Information provided:
== == ==
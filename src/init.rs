//! Process-wide initialization: configuration and log output.

use chrono::Utc;
use std::fs::{self, File, OpenOptions};
use std::io::{self, Write};
use std::path::{Path, PathBuf};
use std::sync::Mutex;
use tracing::{debug, info, Level};
use tracing_subscriber::FmtSubscriber;

use docvec_core::config::{self, GlobalConfig, LogConfig, LogLevel};
use docvec_core::Result;

/// Installs `config` for the whole process and starts log output.
///
/// Calling again with an identical configuration is a no-op. A different
/// configuration fails with `FailedPrecondition`.
pub fn init(config: GlobalConfig) -> Result<()> {
    config.validate()?;
    if config::is_installed() {
        config::install(config)?;
        return Ok(());
    }

    let log = config.log.clone().unwrap_or_default();
    let writer = match &log {
        LogConfig::Console { .. } => None,
        LogConfig::File {
            dir,
            basename,
            file_size_mb,
            overdue_days,
            ..
        } => Some(RollingFile::open(dir, basename, *file_size_mb, *overdue_days)?),
    };
    if !config::install(config)? {
        return Ok(());
    }
    install_subscriber(log.level(), writer);
    info!(version = env!("CARGO_PKG_VERSION"), "docvec initialized");
    Ok(())
}

pub(crate) fn tracing_level(level: LogLevel) -> Level {
    match level {
        LogLevel::Debug => Level::DEBUG,
        LogLevel::Info => Level::INFO,
        LogLevel::Warn => Level::WARN,
        LogLevel::Error | LogLevel::Fatal => Level::ERROR,
    }
}

fn install_subscriber(level: LogLevel, writer: Option<RollingFile>) {
    let builder = FmtSubscriber::builder().with_max_level(tracing_level(level));
    let installed = match writer {
        None => tracing::subscriber::set_global_default(builder.with_writer(io::stderr).finish()),
        Some(file) => tracing::subscriber::set_global_default(
            builder.with_ansi(false).with_writer(Mutex::new(file)).finish(),
        ),
    };
    if let Err(e) = installed {
        debug!("keeping the existing tracing subscriber: {}", e);
    }
}

/// Append-only log file that is renamed aside once it grows past a size
/// limit. Rolled files older than the retention window are removed.
pub(crate) struct RollingFile {
    dir: PathBuf,
    basename: String,
    max_bytes: u64,
    overdue_days: u32,
    file: File,
    written: u64,
}

impl RollingFile {
    pub(crate) fn open(dir: &Path, basename: &str, file_size_mb: u64, overdue_days: u32) -> io::Result<Self> {
        fs::create_dir_all(dir)?;
        let file = Self::append(&dir.join(basename))?;
        let written = file.metadata()?.len();
        let rolling = Self {
            dir: dir.to_path_buf(),
            basename: basename.to_string(),
            max_bytes: file_size_mb.saturating_mul(1024 * 1024),
            overdue_days,
            file,
            written,
        };
        rolling.prune();
        Ok(rolling)
    }

    fn append(path: &Path) -> io::Result<File> {
        OpenOptions::new().create(true).append(true).open(path)
    }

    fn active_path(&self) -> PathBuf {
        self.dir.join(&self.basename)
    }

    fn roll(&mut self) -> io::Result<()> {
        self.file.flush()?;
        let stamp = Utc::now().format("%Y%m%d-%H%M%S%.3f");
        let rolled = self.dir.join(format!("{}.{}", self.basename, stamp));
        fs::rename(self.active_path(), rolled)?;
        self.file = Self::append(&self.active_path())?;
        self.written = 0;
        self.prune();
        Ok(())
    }

    /// Best effort: files that cannot be inspected or removed are skipped.
    fn prune(&self) {
        let cutoff = Utc::now() - chrono::Duration::days(i64::from(self.overdue_days));
        let prefix = format!("{}.", self.basename);
        let Ok(entries) = fs::read_dir(&self.dir) else {
            return;
        };
        for entry in entries.flatten() {
            let name = entry.file_name();
            if !name.to_string_lossy().starts_with(&prefix) {
                continue;
            }
            let modified = entry.metadata().and_then(|m| m.modified());
            if let Ok(modified) = modified {
                if chrono::DateTime::<Utc>::from(modified) <= cutoff {
                    let _ = fs::remove_file(entry.path());
                }
            }
        }
    }
}

impl Write for RollingFile {
    fn write(&mut self, buf: &[u8]) -> io::Result<usize> {
        if self.written > 0 && self.written + buf.len() as u64 > self.max_bytes {
            self.roll()?;
        }
        let n = self.file.write(buf)?;
        self.written += n as u64;
        Ok(n)
    }

    fn flush(&mut self) -> io::Result<()> {
        self.file.flush()
    }
}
== == ==
What is required:
Scan the material above for the word "RollingFile", and copy every line in which it is found.

Task output:
        } => Some(RollingFile::open(dir, basename, *file_size_mb, *overdue_days)?),
fn install_subscriber(level: LogLevel, writer: Option<RollingFile>) {
pub(crate) struct RollingFile {
impl RollingFile {
impl Write for RollingFile {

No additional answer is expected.